Single by Cesare Cremonini and Luca Carboni

from the album Alaska Baby
- Released: 6 December 2024
- Recorded: 2024
- Studio: Mille Galassie Studio, Bologna, Italy
- Genre: Pop
- Length: 5:33
- Label: Universal; EMI;
- Songwriters: Cesare Cremonini; Davide Petrella;
- Producers: Cremonini; Alessandro Magnanini;

Cesare Cremonini and Luca Carboni singles chronology
| "Ora che non ho più te" (2024) | "San Luca" (2024) | "Nonostante tutto" (2025) |

Luca Carboni singles chronology
| "La canzone dell'estate" (2020) | "San Luca" (2024) |  |

Music video
- "San Luca" on YouTube

= San Luca (song) =

"San Luca" is a song recorded by Italian singers Cesare Cremonini and Luca Carboni. It was released on December 6, 2024, through Epic Records and Universal Music Italy as the second single from Cremonini's eighth studio album, Alaska Baby.

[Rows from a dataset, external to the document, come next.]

use anyhow::{Context, Result};
use libsql::{Builder, Connection};
use std::path::{Path, PathBuf};
use thiserror::Error;
use tokio::sync::{OnceCell, RwLock, RwLockReadGuard, RwLockWriteGuard};

use crate::config::DatabaseConfig;
use crate::constants::*;

const CREATE_ADMIN_USERS_TABLE: &str = r#"
CREATE TABLE IF NOT EXISTS admin_users (
    id             TEXT    PRIMARY KEY,
    username       TEXT    UNIQUE NOT NULL,
    password_hash  TEXT    NOT NULL,
    created_at     TEXT    NOT NULL DEFAULT CURRENT_TIMESTAMP
);
"#;

const CREATE_WAREHOUSES_TABLE: &str = r#"
CREATE TABLE IF NOT EXISTS warehouses (
    id        TEXT    PRIMARY KEY,
    name      TEXT    UNIQUE NOT NULL,
    location  TEXT    NOT NULL DEFAULT ''
);
"#;

const CREATE_PRODUCTS_TABLE: &str = r#"
CREATE TABLE IF NOT EXISTS products (
    id            TEXT    PRIMARY KEY,
    sku           TEXT    UNIQUE NOT NULL,
    name          TEXT    NOT NULL,
    description   TEXT    NOT NULL DEFAULT '',
    price_cents   INTEGER NOT NULL CHECK (price_cents >= 0),
    ebay_item_id  TEXT,
    created_at    TEXT    NOT NULL DEFAULT CURRENT_TIMESTAMP
);
"#;

const CREATE_PRODUCT_STOCK_TABLE: &str = r#"
CREATE TABLE IF NOT EXISTS product_stock (
    product_id    TEXT    NOT NULL,
    warehouse_id  TEXT    NOT NULL,
    quantity      INTEGER NOT NULL DEFAULT 0 CHECK (quantity >= 0),
    PRIMARY KEY (product_id, warehouse_id),
    FOREIGN KEY (product_id) REFERENCES products(id) ON DELETE CASCADE,
    FOREIGN KEY (warehouse_id) REFERENCES warehouses(id) ON DELETE CASCADE
);
"#;

const CREATE_ORDERS_TABLE: &str = r#"
CREATE TABLE IF NOT EXISTS orders (
    id              TEXT    PRIMARY KEY,
    customer_email  TEXT    NOT NULL,
    status          TEXT    NOT NULL DEFAULT 'pending',
    total_cents     INTEGER NOT NULL CHECK (total_cents >= 0),
    coupon_code     TEXT,
    created_at      TEXT    NOT NULL DEFAULT CURRENT_TIMESTAMP,
    FOREIGN KEY (coupon_code) REFERENCES coupons(code)
);
"#;

const CREATE_ORDER_ITEMS_TABLE: &str = r#"
CREATE TABLE IF NOT EXISTS order_items (
    id                TEXT    PRIMARY KEY,
    order_id          TEXT    NOT NULL,
    product_id        TEXT    NOT NULL,
    quantity          INTEGER NOT NULL CHECK (quantity > 0),
    unit_price_cents  INTEGER NOT NULL CHECK (unit_price_cents >= 0),
    FOREIGN KEY (order_id) REFERENCES orders(id) ON DELETE CASCADE,
    FOREIGN KEY (product_id) REFERENCES products(id)
);
"#;

const CREATE_COUPONS_TABLE: &str = r#"
CREATE TABLE IF NOT EXISTS coupons (
    code              TEXT    PRIMARY KEY,
    discount_percent  INTEGER NOT NULL CHECK (discount_percent BETWEEN 1 AND 100),
    active            BOOLEAN NOT NULL DEFAULT TRUE,
    expires_at        TEXT
);
"#;

const CREATE_SETTINGS_TABLE: &str = r#"
CREATE TABLE IF NOT EXISTS settings (
    key    TEXT    PRIMARY KEY,
    value  TEXT    NOT NULL
);
"#;

const CREATE_ORDER_ITEMS_INDEX: &str = r#"
CREATE INDEX IF NOT EXISTS idx_order_items_order_id ON order_items(order_id);
"#;

const CREATE_PRODUCTS_EBAY_INDEX: &str = r#"
CREATE INDEX IF NOT EXISTS idx_products_ebay_item_id ON products(ebay_item_id);
"#;

// Referenced tables come first.
const SCHEMA: [&str; 10] = [
    CREATE_ADMIN_USERS_TABLE,
    CREATE_WAREHOUSES_TABLE,
    CREATE_PRODUCTS_TABLE,
    CREATE_PRODUCT_STOCK_TABLE,
    CREATE_COUPONS_TABLE,
    CREATE_ORDERS_TABLE,
    CREATE_ORDER_ITEMS_TABLE,
    CREATE_SETTINGS_TABLE,
    CREATE_ORDER_ITEMS_INDEX,
    CREATE_PRODUCTS_EBAY_INDEX,
];

/// Callers only ever see this; the underlying cause goes to the server log.
#[derive(Debug, Error)]
pub enum DatabaseError {
    #[error("{}", ERR_DATABASE_UNAVAILABLE)]
    Unavailable,
}

/// The storefront's one live connection.
///
/// Neither `Clone` nor `Deserialize`. The only way to get one is
/// [`ConnectionManager::instance`], which hands out shared references.
pub struct Database {
    path: PathBuf,
    conn: RwLock<Connection>,
}

impl Database {
    async fn open(path: &Path) -> Result<Self, DatabaseError> {
        Self::try_open(path).await.map_err(|e| {
            tracing::error!(path = %path.display(), error = %format!("{e:#}"), "failed to open database");
            DatabaseError::Unavailable
        })
    }

    async fn try_open(path: &Path) -> Result<Self> {
        if let Some(dir) = path.parent().filter(|dir| !dir.as_os_str().is_empty()) {
            ensure_directory(dir).await?;
        }

        let db = Builder::new_local(path)
            .build()
            .await
            .with_context(|| format!("opening {}", path.display()))?;
        let conn = db.connect().context("connecting")?;

        conn.execute("PRAGMA foreign_keys = ON", ())
            .await
            .context("enabling foreign keys")?;

        for statement in SCHEMA {
            conn.execute(statement, ())
                .await
                .context("creating schema")?;
        }

        tracing::info!(path = %path.display(), "database opened");

        Ok(Self {
            path: path.to_path_buf(),
            conn: RwLock::new(conn),
        })
    }

    pub async fn read(&self) -> RwLockReadGuard<'_, Connection> {
        self.conn.read().await
    }

    pub async fn write(&self) -> RwLockWriteGuard<'_, Connection> {
        self.conn.write().await
    }

    pub fn path(&self) -> &Path {
        &self.path
    }
}

async fn ensure_directory(dir: &Path) -> Result<()> {
    if let Ok(meta) = tokio::fs::metadata(dir).await {
        if meta.is_dir() {
            return Ok(());
        }
    }

    tokio::fs::create_dir_all(dir)
        .await
        .with_context(|| format!("creating directory {}", dir.display()))?;

    // Set explicitly so the result does not depend on the process umask.
    #[cfg(unix)]
    {
        use std::os::unix::fs::PermissionsExt;
        tokio::fs::set_permissions(dir, std::fs::Permissions::from_mode(DATABASE_DIR_MODE))
            .await
            .with_context(|| format!("setting permissions on {}", dir.display()))?;
    }

    Ok(())
}

/// Lazily opens the database on first use and hands the same handle to every
/// caller afterwards. Concurrent first calls wait on a single construction.
pub struct ConnectionManager {
    path: PathBuf,
    instance: OnceCell<Database>,
}

impl ConnectionManager {
    pub fn new(path: impl Into<PathBuf>) -> Self {
        Self {
            path: path.into(),
            instance: OnceCell::new(),
        }
    }

    pub fn from_config(config: &DatabaseConfig) -> Self {
        Self::new(config.path.clone())
    }

    /// Returns the shared connection, opening it on the first call.
    ///
    /// A failed open leaves the manager empty, so a later call tries again.
    pub async fn instance(&self) -> Result<&Database, DatabaseError> {
        self.instance
            .get_or_try_init(|| Database::open(&self.path))
            .await
    }

    pub fn is_initialized(&self) -> bool {
        self.instance.initialized()
    }

    pub fn path(&self) -> &Path {
        &self.path
    }
}
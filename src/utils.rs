use axum::http::StatusCode;

use crate::constants::*;

pub fn db_error() -> (StatusCode, String) {
    (
        StatusCode::INTERNAL_SERVER_ERROR,
        ERR_DATABASE_OPERATION.to_string(),
    )
}

pub fn db_error_with_context(context: &str) -> (StatusCode, String) {
    (
        StatusCode::INTERNAL_SERVER_ERROR,
        format!("Database error: {}", context),
    )
}

pub fn db_unavailable() -> (StatusCode, String) {
    (
        StatusCode::SERVICE_UNAVAILABLE,
        ERR_DATABASE_UNAVAILABLE.to_string(),
    )
}

pub fn session_error() -> (StatusCode, String) {
    (
        StatusCode::INTERNAL_SERVER_ERROR,
        ERR_INVALID_SESSION.to_string(),
    )
}

pub fn validate_string_length(
    value: &str,
    field_name: &str,
    max_length: usize,
) -> Result<(), (StatusCode, String)> {
    if value.trim().is_empty() {
        return Err((
            StatusCode::BAD_REQUEST,
            format!("{} cannot be empty", field_name),
        ));
    }
    if value.len() > max_length {
        return Err((
            StatusCode::BAD_REQUEST,
            format!("{} must be less than {} characters", field_name, max_length),
        ));
    }
    Ok(())
}

pub fn validate_username(username: &str) -> Result<(), (StatusCode, String)> {
    validate_string_length(username, "Username", MAX_USERNAME_LENGTH)?;
    if username.trim().len() < MIN_USERNAME_LENGTH {
        return Err((
            StatusCode::BAD_REQUEST,
            format!(
                "Username must be at least {} characters",
                MIN_USERNAME_LENGTH
            ),
        ));
    }
    Ok(())
}

pub fn validate_password(password: &str) -> Result<(), (StatusCode, String)> {
    if password.len() < MIN_PASSWORD_LENGTH {
        return Err((
            StatusCode::BAD_REQUEST,
            format!(
                "Password must be at least {} characters",
                MIN_PASSWORD_LENGTH
            ),
        ));
    }
    Ok(())
}

/// Escapes text for an HTML element body.
pub fn escape_html(value: &str) -> String {
    crate::csrf::escape_html_attr(value)
}
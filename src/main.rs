use tower_sessions::MemoryStore;
use tracing_subscriber::EnvFilter;

use flipnstrip_server::{AppState, app, auth, config::Config};

type Result<T> = std::result::Result<T, Box<dyn std::error::Error + Send + Sync>>;

#[tokio::main]
async fn main() -> Result<()> {
    tracing_subscriber::fmt()
        .with_env_filter(
            EnvFilter::try_from_default_env().unwrap_or_else(|_| EnvFilter::new("info")),
        )
        .init();

    // Load and validate configuration (also loads .env)
    let config = Config::from_env().map_err(|e| format!("Configuration error: {}", e))?;
    let bind_address = config.bind_address();

    let app_state = AppState::new(config);

    // Open the database up front so a bad path fails at startup
    let db = app_state
        .db()
        .await
        .map_err(|(_, msg)| format!("Failed to initialize database: {}", msg))?;

    if let (Ok(username), Ok(password)) = (
        std::env::var("ADMIN_BOOTSTRAP_USERNAME"),
        std::env::var("ADMIN_BOOTSTRAP_PASSWORD"),
    ) {
        let created = auth::bootstrap_admin(db, &username, &password)
            .await
            .map_err(|(_, msg)| format!("Failed to create bootstrap admin: {}", msg))?;
        if !created {
            tracing::info!(username = %username, "bootstrap admin already exists");
        }
    }

    // TODO: swap MemoryStore for a persistent session store so admin logins
    // survive restarts
    let store = MemoryStore::default();
    let router = app(app_state, store).map_err(|e| format!("{:#}", e))?;

    let listener = tokio::net::TcpListener::bind(&bind_address)
        .await
        .map_err(|e| format!("Failed to bind to {}: {}", bind_address, e))?;

    tracing::info!("Server running on http://{}", bind_address);

    axum::serve(listener, router)
        .await
        .map_err(|e| format!("Server error: {}", e))?;

    Ok(())
}
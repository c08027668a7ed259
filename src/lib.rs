pub mod auth;
pub mod config;
pub mod constants;
pub mod csrf;
pub mod database;
pub mod models;
pub mod pages;
pub mod sync_log;
pub mod utils;

use std::sync::Arc;

use axum::{
    Router,
    http::StatusCode,
    middleware,
    routing::{get, post},
};
use time::Duration;
use tower_http::trace::TraceLayer;
use tower_sessions::{Expiry, MemoryStore, SessionManagerLayer, cookie::Key};

use crate::config::Config;
use crate::constants::SESSION_NAME;

// Re-export types at crate root for convenient importing
pub use crate::database::{ConnectionManager, Database, DatabaseError};
pub use crate::sync_log::SyncLogger;

/// Application state shared across all request handlers
#[derive(Clone)]
pub struct AppState {
    pub config: Arc<Config>,
    /// Owner of the one database connection
    pub db: Arc<ConnectionManager>,
}

impl AppState {
    pub fn new(config: Config) -> Self {
        let db = ConnectionManager::from_config(&config.database);
        Self {
            config: Arc::new(config),
            db: Arc::new(db),
        }
    }

    /// The shared connection, opened on first use.
    pub async fn db(&self) -> Result<&Database, (StatusCode, String)> {
        self.db.instance().await.map_err(|_| utils::db_unavailable())
    }
}

/// Builds the full application: routes, CSRF enforcement, sessions, tracing.
pub fn app(state: AppState, store: MemoryStore) -> anyhow::Result<Router> {
    let security = &state.config.security;
    let session_key = Key::try_from(security.session_secret.as_bytes())
        .map_err(|e| anyhow::anyhow!("Invalid session secret: {}", e))?;

    let session_layer = SessionManagerLayer::new(store)
        .with_secure(state.config.server.secure_cookies)
        .with_name(SESSION_NAME)
        .with_expiry(Expiry::OnInactivity(Duration::days(
            security.session_expiry_days,
        )))
        .with_signed(session_key);

    Ok(Router::new()
        .route("/", get(pages::home))
        .route("/health", get(pages::health))
        .route("/admin", get(pages::dashboard))
        .route("/admin/login", get(pages::login_page).post(auth::login))
        .route("/admin/logout", post(auth::logout))
        .route("/admin/me", get(auth::me))
        .route("/admin/sync-log", get(pages::sync_log))
        // Runs inside the session layer, before any handler.
        .layer(middleware::from_fn(csrf::require_csrf))
        .layer(session_layer)
        .layer(TraceLayer::new_for_http())
        .with_state(state))
}
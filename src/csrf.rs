//! Per-session anti-forgery tokens.
//!
//! A session gets one token the first time a form asks for it and keeps it
//! until the session is flushed. State-changing requests on protected routes
//! must echo it back in the `csrf_token` form field.

use axum::{
    body::Body,
    extract::Request,
    http::{Method, StatusCode, header},
    middleware::Next,
    response::{IntoResponse, Response},
};
use constant_time_eq::constant_time_eq;
use password_hash::rand_core::{OsRng, RngCore};
use thiserror::Error;
use tower_sessions::Session;

use crate::constants::*;

#[derive(Debug, Error)]
pub enum CsrfError {
    #[error("session error: {0}")]
    Session(#[from] tower_sessions::session::Error),
}

impl From<CsrfError> for (StatusCode, String) {
    fn from(e: CsrfError) -> Self {
        tracing::error!(error = %e, "csrf token unavailable");
        (
            StatusCode::INTERNAL_SERVER_ERROR,
            ERR_INVALID_SESSION.to_string(),
        )
    }
}

/// A failed token check. Always rendered as a bare 403.
#[derive(Debug, Clone, Copy, PartialEq, Eq)]
pub struct CsrfRejection;

impl IntoResponse for CsrfRejection {
    fn into_response(self) -> Response {
        (
            StatusCode::FORBIDDEN,
            [(header::CONTENT_TYPE, "text/plain; charset=utf-8")],
            CSRF_ERROR_BODY,
        )
            .into_response()
    }
}

fn new_token() -> String {
    let mut bytes = [0u8; CSRF_TOKEN_BYTES];
    OsRng.fill_bytes(&mut bytes);
    hex::encode(bytes)
}

/// Returns the session's token, creating and storing one if there is none.
pub async fn generate_token(session: &Session) -> Result<String, CsrfError> {
    if let Some(token) = session.get::<String>(SESSION_KEY_CSRF_TOKEN).await? {
        return Ok(token);
    }

    let token = new_token();
    session.insert(SESSION_KEY_CSRF_TOKEN, &token).await?;
    Ok(token)
}

pub async fn get_token(session: &Session) -> Result<String, CsrfError> {
    generate_token(session).await
}

/// Fails closed: no stored token, or a session that cannot be read, never
/// validates.
pub async fn validate_token(session: &Session, candidate: &str) -> bool {
    let stored = match session.get::<String>(SESSION_KEY_CSRF_TOKEN).await {
        Ok(Some(token)) => token,
        Ok(None) => return false,
        Err(e) => {
            tracing::warn!(error = %e, "could not read csrf token from session");
            return false;
        }
    };

    !candidate.is_empty() && constant_time_eq(candidate.as_bytes(), stored.as_bytes())
}

/// Hidden form input carrying the current token.
pub async fn token_field(session: &Session) -> Result<String, CsrfError> {
    let token = get_token(session).await?;
    Ok(format!(
        r#"<input type="hidden" name="{}" value="{}">"#,
        CSRF_FIELD_NAME,
        escape_html_attr(&token)
    ))
}

/// Checks a submitted form value. A missing field counts as an empty one.
pub async fn validate_request(
    session: &Session,
    submitted: Option<&str>,
) -> Result<(), CsrfRejection> {
    if validate_token(session, submitted.unwrap_or_default()).await {
        Ok(())
    } else {
        Err(CsrfRejection)
    }
}

fn is_safe_method(method: &Method) -> bool {
    matches!(
        *method,
        Method::GET | Method::HEAD | Method::OPTIONS | Method::TRACE
    )
}

fn form_token(body: &[u8]) -> Option<String> {
    serde_urlencoded::from_bytes::<Vec<(String, String)>>(body)
        .ok()?
        .into_iter()
        .find(|(name, _)| name == CSRF_FIELD_NAME)
        .map(|(_, value)| value)
}

/// Middleware enforcing the token on every state-changing request.
///
/// On failure the 403 is returned directly and nothing behind this layer
/// runs. On success the buffered body is handed on unchanged.
pub async fn require_csrf(session: Session, request: Request, next: Next) -> Response {
    if is_safe_method(request.method()) {
        return next.run(request).await;
    }

    let (parts, body) = request.into_parts();
    let bytes = match axum::body::to_bytes(body, MAX_FORM_BODY_BYTES).await {
        Ok(bytes) => bytes,
        Err(e) => {
            tracing::warn!(uri = %parts.uri, error = %e, "unreadable form body, rejecting");
            return CsrfRejection.into_response();
        }
    };

    let submitted = form_token(&bytes);
    if let Err(rejection) = validate_request(&session, submitted.as_deref()).await {
        tracing::warn!(method = %parts.method, uri = %parts.uri, "csrf validation failed");
        return rejection.into_response();
    }

    next.run(Request::from_parts(parts, Body::from(bytes))).await
}

/// Escapes text for use inside a double- or single-quoted HTML attribute.
pub fn escape_html_attr(value: &str) -> String {
    let mut escaped = String::with_capacity(value.len());
    for c in value.chars() {
        match c {
            '&' => escaped.push_str("&amp;"),
            '<' => escaped.push_str("&lt;"),
            '>' => escaped.push_str("&gt;"),
            '"' => escaped.push_str("&quot;"),
            '\'' => escaped.push_str("&#039;"),
            _ => escaped.push(c),
        }
    }
    escaped
}
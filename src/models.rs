use serde::{Deserialize, Serialize};

#[derive(Serialize, Deserialize, Debug, Clone)]
pub struct AdminUser {
    pub id: String,
    pub username: String,
    #[serde(skip_serializing)]
    pub password_hash: String,
}

#[derive(Serialize, Deserialize, Debug, Clone, PartialEq, Eq)]
pub struct PublicAdmin {
    pub id: String,
    pub username: String,
}

/// Login form body. The `csrf_token` field is consumed by the middleware.
#[derive(Deserialize)]
pub struct LoginForm {
    pub username: String,
    pub password: String,
}

#[derive(Serialize)]
pub struct HealthResponse {
    pub status: &'static str,
}
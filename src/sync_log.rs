//! Plain-text activity log for the eBay inventory sync job.
//!
//! Every record is one line, `[YYYY-MM-DD HH:MM:SS] [CONTEXT] message`,
//! appended to a file that is never rewritten. Timestamps are UTC in every
//! process, whatever the host's zone. A captured backtrace is written one
//! frame line per record under the same prefix.
//!
//! Logging is best-effort: a failed write is reported through `tracing` and
//! otherwise ignored so the sync itself never fails because of its log.

use std::backtrace::Backtrace;
use std::error::Error;
use std::fs::OpenOptions;
use std::io::{SeekFrom, Write};
use std::panic::Location;
use std::path::{Path, PathBuf};

use time::{OffsetDateTime, macros::format_description};
use tokio::io::{AsyncReadExt, AsyncSeekExt};

use crate::constants::*;

pub const CONTEXT_REQUEST: &str = "REQUEST";
pub const CONTEXT_RESPONSE: &str = "RESPONSE";
pub const CONTEXT_WARNING: &str = "WARNING";
pub const CONTEXT_ERROR: &str = "ERROR";
pub const CONTEXT_PHP_ERROR: &str = "PHP_ERROR";

/// Human-readable label for a numeric error severity code.
pub fn severity_label(code: i64) -> &'static str {
    match code {
        1 => "ERROR",
        2 => "WARNING",
        8 => "NOTICE",
        256 => "USER_ERROR",
        512 => "USER_WARNING",
        1024 => "USER_NOTICE",
        2048 => "STRICT",
        8192 => "DEPRECATED",
        16384 => "USER_DEPRECATED",
        _ => "UNKNOWN",
    }
}

fn timestamp() -> String {
    OffsetDateTime::now_utc().format(format_description!(
        "[year]-[month]-[day] [hour]:[minute]:[second]"
    ))
    .unwrap_or_default()
}

#[derive(Debug, Clone)]
pub struct SyncLogger {
    path: PathBuf,
    enabled: bool,
}

impl Default for SyncLogger {
    fn default() -> Self {
        Self::new()
    }
}

impl SyncLogger {
    /// A disabled logger aimed at the default log file.
    pub fn new() -> Self {
        Self {
            path: PathBuf::from(DEFAULT_SYNC_LOG_PATH),
            enabled: false,
        }
    }

    /// Enables logging to `path` (or the default file) and writes the
    /// session-start banner.
    pub fn init(&mut self, path: Option<PathBuf>) {
        if let Some(path) = path {
            self.path = path;
        }
        if let Some(dir) = self.path.parent().filter(|d| !d.as_os_str().is_empty()) {
            if let Err(e) = std::fs::create_dir_all(dir) {
                tracing::warn!(dir = %dir.display(), error = %e, "could not create sync log directory");
            }
        }
        self.enabled = true;

        self.append(&format!(
            "{SYNC_LOG_BANNER}\neBay Sync Session Started: {}\n{SYNC_LOG_BANNER}\n\n",
            timestamp()
        ));
    }

    pub fn is_enabled(&self) -> bool {
        self.enabled
    }

    pub fn path(&self) -> &Path {
        &self.path
    }

    /// Appends one record. Does nothing until [`SyncLogger::init`] has run.
    pub fn log(&self, message: &str, context: Option<&str>) {
        if !self.enabled {
            return;
        }
        let line = match context.filter(|c| !c.is_empty()) {
            Some(context) => format!("[{}] [{}] {}\n", timestamp(), context, message),
            None => format!("[{}] {}\n", timestamp(), message),
        };
        self.append(&line);
    }

    pub fn log_request(&self, url: &str, method: &str) {
        self.log(&format!("{} {}", method, url), Some(CONTEXT_REQUEST));
    }

    pub fn log_response(&self, body: &str, http_code: Option<u16>) {
        let body = truncate_body(body);
        let message = match http_code {
            Some(code) => format!("HTTP {}: {}", code, body),
            None => body,
        };
        self.log(&message, Some(CONTEXT_RESPONSE));
    }

    pub fn log_warning(&self, message: &str) {
        self.log(message, Some(CONTEXT_WARNING));
    }

    /// Logs `message`, plus the error's description, the caller's location,
    /// its source chain and a backtrace when an error is supplied.
    #[track_caller]
    pub fn log_error(&self, message: &str, error: Option<&(dyn Error + 'static)>) {
        self.log(message, Some(CONTEXT_ERROR));

        let Some(error) = error else {
            return;
        };
        if !self.enabled {
            return;
        }

        let location = Location::caller();
        self.log(&format!("Exception: {}", error), Some(CONTEXT_ERROR));
        self.log(
            &format!("Location: {}:{}", location.file(), location.line()),
            Some(CONTEXT_ERROR),
        );

        let mut source = error.source();
        while let Some(cause) = source {
            self.log(&format!("Caused by: {}", cause), Some(CONTEXT_ERROR));
            source = cause.source();
        }

        let stamp = timestamp();
        let mut trace = format!("[{stamp}] [{CONTEXT_ERROR}] Stack trace:\n");
        for frame in Backtrace::force_capture().to_string().lines() {
            if !frame.trim().is_empty() {
                trace.push_str(&format!("[{stamp}] [{CONTEXT_ERROR}] {frame}\n"));
            }
        }
        self.append(&trace);
    }

    pub fn log_coded_error(&self, code: i64, message: &str, file: &str, line: u32) {
        self.log(
            &format!(
                "{}: {} in {} on line {}",
                severity_label(code),
                message,
                file,
                line
            ),
            Some(CONTEXT_PHP_ERROR),
        );
    }

    /// Writes the session-end banner and disables further logging.
    pub fn finalize(&mut self) {
        if !self.enabled {
            return;
        }
        self.append(&format!(
            "\n{SYNC_LOG_BANNER}\neBay Sync Session Ended: {}\n{SYNC_LOG_BANNER}\n\n",
            timestamp()
        ));
        self.enabled = false;
    }

    fn append(&self, text: &str) {
        let result = OpenOptions::new()
            .create(true)
            .append(true)
            .open(&self.path)
            .and_then(|mut file| file.write_all(text.as_bytes()));

        if let Err(e) = result {
            tracing::warn!(path = %self.path.display(), error = %e, "sync log write failed");
        }
    }
}

fn truncate_body(body: &str) -> String {
    match body.char_indices().nth(MAX_LOGGED_RESPONSE_CHARS) {
        Some((cut, _)) => format!("{}... (truncated)", &body[..cut]),
        None => body.to_string(),
    }
}

/// Last `max_lines` lines of a log file. A missing file has no lines.
///
/// Reads backwards from the end in chunks and never looks further back than
/// `SYNC_LOG_TAIL_MAX_BYTES`. Bytes that are not UTF-8 come back as U+FFFD.
pub async fn read_tail(path: &Path, max_lines: usize) -> std::io::Result<Vec<String>> {
    let mut file = match tokio::fs::File::open(path).await {
        Ok(file) => file,
        Err(e) if e.kind() == std::io::ErrorKind::NotFound => return Ok(Vec::new()),
        Err(e) => return Err(e),
    };
    if max_lines == 0 {
        return Ok(Vec::new());
    }

    let len = file.metadata().await?.len();
    let floor = len.saturating_sub(SYNC_LOG_TAIL_MAX_BYTES);
    let mut pos = len;
    let mut window: Vec<u8> = Vec::new();
    let mut newlines = 0;

    // One newline more than requested means the first kept line is whole.
    while pos > floor && newlines <= max_lines {
        let step = (pos - floor).min(SYNC_LOG_TAIL_CHUNK_BYTES);
        pos -= step;

        let mut chunk = vec![0u8; step as usize];
        file.seek(SeekFrom::Start(pos)).await?;
        file.read_exact(&mut chunk).await?;

        newlines += chunk.iter().filter(|&&b| b == b'\n').count();
        chunk.extend_from_slice(&window);
        window = chunk;
    }

    let text = String::from_utf8_lossy(&window);
    let mut lines: Vec<&str> = text.lines().collect();
    if pos > 0 && !lines.is_empty() {
        // The window starts mid-line.
        lines.remove(0);
    }
    let start = lines.len().saturating_sub(max_lines);
    Ok(lines[start..].iter().map(|l| l.to_string()).collect())
}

== Background and release ==
The song, written by Cremonini with Tropico, featured the vocal collaboration of Luca Carboni, marking the latter's return to the music scene after he was diagnosed with pulmonary cancer. The song's title is dedicated to the Sanctuary of the Madonna of San Luca in Bologna, the hometown of both artists. In an interview, Cremonini explained the meaning of the song and the choice to collaborate with Carboni:""San Luca"s is a prayer and when it was born I kept it in the drawer for a long time trying to understand who it was addressed to. It spoke of reflections on the soul and the future. Like the basilica, like Our Lady of St Luke, I consider this song a little bit religious and a little bit secular. It speaks the hymn language of our feelings. When Luca heard it, he was coming from a complex, particular period and we experienced moments of great emotion singing it together. His is a legendary voice: I believe that beyond faces, vocal timbres and the naturalness with which one moves in the world count. Luca has a deep gaze, an inimitable voice and an elegant and delicate way of moving through the world. His approach to things raised the song to a higher level: I built the road, the cobblestones to walk on, but I stepped back a little. It is not just a dedication to Bologna, this one, but to faith in man, when believing that miracles can happen every day. Whenever it happens in a song, it makes it special and unique."

== Charts ==

Chart performance for "San Luca"
| Chart (2024) | Peak position |
|---|---|
| Italy (FIMI) | 28 |
| Italy (EarOne Airplay) | 21 |

== Certifications ==

Certifications for "San Luca"
| Region | Certification | Certified units/sales |
| Italy (FIMI) | Gold | 100,000^{‡} |
^{‡} Sales+streaming figures based on certification alone.